It was a busy three-day China Shanghai International Children’s Book Fair for overseas exhibitors looking to sell to the Chinese children’s book market. The number of Chinese children under the age of 18, estimated to be around 370 million—which is more than the combined population of France, Germany, Italy, Poland, Spain, and the U.K.—is at a scale that many find hard to comprehend. But while this figure represents immense opportunities, there are definitely some roadblocks in dealing with a market this large. Understanding what is trendy and workable, or what requires tweaking, is par for the course.
Original and Bilingual Editions
The many inquiries about direct imports of original English editions took some exhibitors by surprise. But the fact is, Chinese parents, aware of the importance of the English language as the lingua franca, have been pushing their children to learn English at a very young age. Proper diction and native-speaker proficiency, deemed crucial to mastering the language, have also pushed up the demand for bilingual editions. Jeff Kinney’s Wimpy Kid series, for instance, was successful in China—selling more than 10 million copies—despite challenges in translating humor and bridging different classroom cultures, largely because of the highly available and widely promoted bilingual Chinese-English edition.
Talking Pen Adoption
No other market has taken Talking Pen to the level that is currently seen in China. And this is also attributed to the demand for English-language learning materials. Highlights for Children was among the first overseas publishers to start adopting Talking Pen back in 2011. The longevity (and increased) adoption of this simple and easy-to-use technology in the face of rising tablets and mobile phones is somewhat puzzling. But by and large, Chinese parents prefer not to give screen-based devices to their children, especially to prevent potential digital addiction. More Chinese publishers are now customizing Talking Pen so that it works specifically—and only—with their titles and content. At CCBF, several companies approached North Parade Publishing to talk about converting its existing content for use with Talking Pen.
Middle Grade Fiction
China’s education reform, which will take effect in 2020, is already pushing teachers and parents to get children to read more since it emphasizes reading comprehension and general knowledge acquisition. With decreased homework and fewer standardized examinations among the reform objectives, there is now more time for children to read for pleasure. Middle grade fiction is therefore in demand. Hachette Children’s Group (U.K.) has sold several middlegrade series to Chinese publishers. Interestingly enough, earlier this year Andrew Nurnberg Associates bucked the one-street rights traffic heading into China with the sales of Chen Jiatong’s middle grade series White Fox Dilah (originally published by Jieli) to Barry Cunningham of Chicken House. Incidentally, ANA’s biggest children’s titles for the Chinese market in recent months belong to this genre: Jeff Kinney’s Wimpy Kid titles, and Bear Grylls’s Mission Survival series.

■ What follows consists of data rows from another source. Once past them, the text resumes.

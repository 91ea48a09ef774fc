//! # Voxel World Entry Point
//!
//! Calls into the library's `run()` function.
//!
//! ## Usage
//!
//! ```bash
//! RUST_LOG=info cargo run --release
//! ```

fn main() {
    voxel_world::run();
}
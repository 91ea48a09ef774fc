//! Chunk mesh generation.
//!
//! Meshing runs in two passes so a chunk's bulk geometry can be built as soon as the chunk
//! exists, while only its thin border shells wait for the neighbouring chunks:
//!
//! 1. **Interior pass** ([`generate_interior_mesh`]): every drawable block is compared
//!    against the six blocks next to it inside the same chunk. Faces pointing out of the
//!    chunk are skipped.
//! 2. **Edge pass** ([`generate_edge_faces`]): every boundary block is compared against the
//!    touching block of the neighbouring chunk on that side, found by mirroring the local
//!    coordinate across the shared boundary (`0` looks at the neighbour's `CHUNK_SIZE - 1`
//!    and vice versa).
//!
//! A face is emitted when the block is drawable (visibility at most `TransparentTexture`)
//! and the block in front of it does not occlude (visibility above `Opaque`).

use cgmath::Point3;

use crate::core::EngineError;
use crate::engine_state::voxels::block::{BlockRegistry, BlockSide};
use crate::engine_state::voxels::chunk::storage::BlockStorage;
use crate::engine_state::voxels::position::{BlockPosition, CHUNK_SIZE};

pub mod mesh;

pub use mesh::Mesh;

/// Block storage of the six chunks touching a chunk, indexed by `BlockSide`.
#[derive(Clone, Copy)]
pub struct ChunkNeighbours<'a> {
    storages: [&'a BlockStorage; 6],
}

impl<'a> ChunkNeighbours<'a> {
    /// Wraps the six neighbour storages, ordered as `BlockSide::all()`.
    pub fn new(storages: [&'a BlockStorage; 6]) -> Self {
        Self { storages }
    }

    /// Storage of the chunk on `side`.
    pub fn get(&self, side: BlockSide) -> &'a BlockStorage {
        self.storages[side as usize]
    }
}

/// Builds the faces of `storage` that can be decided without neighbouring chunks.
///
/// # Errors
/// Fails if the chunk contains a block id missing from `registry`.
pub fn generate_interior_mesh(
    storage: &BlockStorage,
    registry: &BlockRegistry,
) -> Result<Mesh, EngineError> {
    let mut mesh = Mesh::new();

    for local in BlockStorage::positions() {
        let block = storage.get(local);
        if block.is_air() {
            continue;
        }
        let properties = registry.get(block)?;
        if !properties.visibility.is_meshed() {
            continue;
        }

        for side in BlockSide::all() {
            let (facing, in_bounds) = storage.get_bounded(local + side.normal());
            if !in_bounds {
                continue;
            }
            if registry.get(facing)?.visibility.exposes_neighbour() {
                mesh.add_face(side, local, properties.texture_layer);
            }
        }
    }

    Ok(mesh)
}

/// Appends the boundary faces of `storage` to `mesh`, looking into `neighbours`.
///
/// # Errors
/// Fails if either chunk contains a block id missing from `registry`.
pub fn generate_edge_faces(
    mesh: &mut Mesh,
    storage: &BlockStorage,
    neighbours: &ChunkNeighbours<'_>,
    registry: &BlockRegistry,
) -> Result<(), EngineError> {
    for side in BlockSide::all() {
        let neighbour = neighbours.get(side);
        let axis = side as usize / 2;
        let (own_layer, their_layer) = if side.is_positive() {
            (CHUNK_SIZE - 1, 0)
        } else {
            (0, CHUNK_SIZE - 1)
        };

        for a in 0..CHUNK_SIZE {
            for b in 0..CHUNK_SIZE {
                let local = boundary_cell(axis, own_layer, a, b);
                let block = storage.get(local);
                if block.is_air() {
                    continue;
                }
                let properties = registry.get(block)?;
                if !properties.visibility.is_meshed() {
                    continue;
                }

                let facing = neighbour.get(boundary_cell(axis, their_layer, a, b));
                if registry.get(facing)?.visibility.exposes_neighbour() {
                    mesh.add_face(side, local, properties.texture_layer);
                }
            }
        }
    }

    Ok(())
}

/// Builds the complete mesh of a chunk whose six neighbours are all present.
pub fn generate_chunk_mesh(
    storage: &BlockStorage,
    neighbours: &ChunkNeighbours<'_>,
    registry: &BlockRegistry,
) -> Result<Mesh, EngineError> {
    let mut mesh = generate_interior_mesh(storage, registry)?;
    generate_edge_faces(&mut mesh, storage, neighbours, registry)?;
    Ok(mesh)
}

/// Cell of the boundary plane `axis = layer`, addressed by the two remaining axes.
fn boundary_cell(axis: usize, layer: i32, a: i32, b: i32) -> BlockPosition {
    match axis {
        0 => Point3::new(layer, a, b),
        1 => Point3::new(a, layer, b),
        _ => Point3::new(a, b, layer),
    }
}

#[cfg(test)]
mod tests {
    use super::*;
    use crate::engine_state::voxels::block::{BlockProperties, BlockType, Visibility};

    fn registry() -> BlockRegistry {
        let mut registry = BlockRegistry::new();
        registry.register(
            BlockType::STONE,
            BlockProperties {
                visibility: Visibility::Opaque,
                texture_layer: 1,
                produces_light: false,
            },
        );
        registry.register(
            BlockType::WATER,
            BlockProperties {
                visibility: Visibility::Translucent,
                texture_layer: 2,
                produces_light: false,
            },
        );
        registry
    }

    fn solid() -> BlockStorage {
        let mut storage = BlockStorage::new();
        for local in BlockStorage::positions() {
            storage.set(local, BlockType::STONE);
        }
        storage
    }

    #[test]
    fn isolated_block_emits_six_unshared_faces() {
        let air = BlockStorage::new();
        let mut storage = BlockStorage::new();
        storage.set(Point3::new(10, 10, 10), BlockType::STONE);

        let mesh =
            generate_chunk_mesh(&storage, &ChunkNeighbours::new([&air; 6]), &registry()).expect("mesh");
        assert_eq!(mesh.vertices().len(), 24);
        assert_eq!(mesh.indices().len(), 36);
    }

    #[test]
    fn surrounded_block_hides_only_its_own_faces() {
        let mut storage = BlockStorage::new();
        let centre = Point3::new(5, 5, 5);
        storage.set(centre, BlockType::STONE);
        for side in BlockSide::all() {
            storage.set(centre + side.normal(), BlockType::STONE);
        }
        let mesh = generate_interior_mesh(&storage, &registry()).expect("mesh");
        // Only the six outer blocks show faces, 5 each.
        assert_eq!(mesh.face_count(), 30);
    }

    #[test]
    fn solid_chunk_between_solid_neighbours_is_empty() {
        let storage = solid();
        let neighbour = solid();
        let mesh = generate_chunk_mesh(&storage, &ChunkNeighbours::new([&neighbour; 6]), &registry())
            .expect("mesh");
        assert!(mesh.is_empty());
    }

    #[test]
    fn boundary_block_looks_into_mirrored_neighbour_cell() {
        let air = BlockStorage::new();
        let mut storage = BlockStorage::new();
        storage.set(Point3::new(CHUNK_SIZE - 1, 3, 4), BlockType::STONE);

        let mut covered = BlockStorage::new();
        covered.set(Point3::new(0, 3, 4), BlockType::STONE);

        let mut neighbours = [&air; 6];
        neighbours[BlockSide::X_POS as usize] = &covered;
        let mesh = generate_chunk_mesh(&storage, &ChunkNeighbours::new(neighbours), &registry())
            .expect("mesh");
        assert_eq!(mesh.face_count(), 5);
        assert!(mesh.vertices().iter().all(|v| v.side() != Some(BlockSide::X_POS)));
    }

    #[test]
    fn low_boundary_block_looks_into_neighbours_far_cell() {
        let air = BlockStorage::new();
        for side in [BlockSide::X_NEG, BlockSide::Y_NEG, BlockSide::Z_NEG] {
            let axis = side as usize / 2;
            let mut storage = BlockStorage::new();
            storage.set(boundary_cell(axis, 0, 3, 4), BlockType::STONE);

            let mut covered = BlockStorage::new();
            covered.set(boundary_cell(axis, CHUNK_SIZE - 1, 3, 4), BlockType::STONE);

            let mut neighbours = [&air; 6];
            neighbours[side as usize] = &covered;
            let mesh = generate_chunk_mesh(&storage, &ChunkNeighbours::new(neighbours), &registry())
                .expect("mesh");
            assert_eq!(mesh.face_count(), 5, "{side:?}");
            assert!(mesh.vertices().iter().all(|v| v.side() != Some(side)), "{side:?}");
        }
    }

    #[test]
    fn interior_pass_skips_boundary_facing_faces() {
        let mut storage = BlockStorage::new();
        storage.set(Point3::new(0, 0, 0), BlockType::STONE);
        let mesh = generate_interior_mesh(&storage, &registry()).expect("mesh");
        assert_eq!(mesh.face_count(), 3);
    }

    #[test]
    fn translucent_blocks_are_not_meshed_but_expose_neighbours() {
        let mut storage = BlockStorage::new();
        storage.set(Point3::new(4, 4, 4), BlockType::WATER);
        storage.set(Point3::new(5, 4, 4), BlockType::STONE);
        let mesh = generate_interior_mesh(&storage, &registry()).expect("mesh");
        assert_eq!(mesh.face_count(), 6);
        assert!(mesh.vertices().iter().all(|v| v.texture_layer() == 1));
    }

    #[test]
    fn meshing_is_deterministic() {
        let air = BlockStorage::new();
        let mut storage = BlockStorage::new();
        for x in 0..CHUNK_SIZE {
            storage.set(Point3::new(x, (x * 7) % CHUNK_SIZE, (x * 3) % CHUNK_SIZE), BlockType::STONE);
        }
        let registry = registry();
        let neighbours = ChunkNeighbours::new([&air; 6]);
        let first = generate_chunk_mesh(&storage, &neighbours, &registry).expect("mesh");
        let second = generate_chunk_mesh(&storage, &neighbours, &registry).expect("mesh");
        assert_eq!(first.vertex_bytes(), second.vertex_bytes());
        assert_eq!(first.index_bytes(), second.index_bytes());
    }

    #[test]
    fn unregistered_blocks_fail_meshing() {
        let mut storage = BlockStorage::new();
        storage.set(Point3::new(1, 1, 1), BlockType::LAMP);
        assert!(matches!(
            generate_interior_mesh(&storage, &registry()),
            Err(EngineError::UnregisteredBlock(7))
        ));
    }
}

For this category, the observations from exhibitors and those operating in China are mixed. But middle graders will reach out for YA titles before long. For Huang of ANA, the Chinese market for YA remains quiet compared to other categories. For rights executive Eshara Wijetunge of Hachette Children’s Group (U.K.), inquiries for YA at CCBF were specifically for stories with strong female leads, which saw Bex Hogan’s Isles of Storm and Sorrow fantasy trilogy receiving plenty of attention from booth visitors.
STEM Programs and Educational Values
Chinese publishers (and parents) have always preferred titles with educational elements and values, and there is no indication that this trend will change anytime soon. In recent months, STEM courses and coding titles have become more popular, as is the case in the U.S and U.K.
SEL and Moral Values
When it comes to social and emotional learning titles and those conveying moral values and life lessons, the Chinese market wants clarity. Subtle and subversive messages and humor do not work there, according to managing director Kate Wilson of Nosy Crow. Chinese publishers, she said, “want very clearly deductive plots with explicit message and learning outcomes,”
Audio and Interactivity
There is a trend now to create interactive preschool reading titles and app-based English learning titles, said Huang of ANA, adding that “audiobooks are being developed at a very fast rate for picture books and middle grade fiction titles.”
Counterfeiters on the Loose
The success of online-based sales platforms and the popularity of original editions in China have proven to be too lucrative for counterfeiters to ignore. Several exhibitors in the U.K. pavilion reported visitors dropping by to show them online sales sites on mobile phones, and ask for confirmation if those titles sold are original editions. What comes out of this is that Chinese consumers are becoming more sophisticated and discerning, and with their higher disposable income, they prefer paying more for the real thing and not fakes.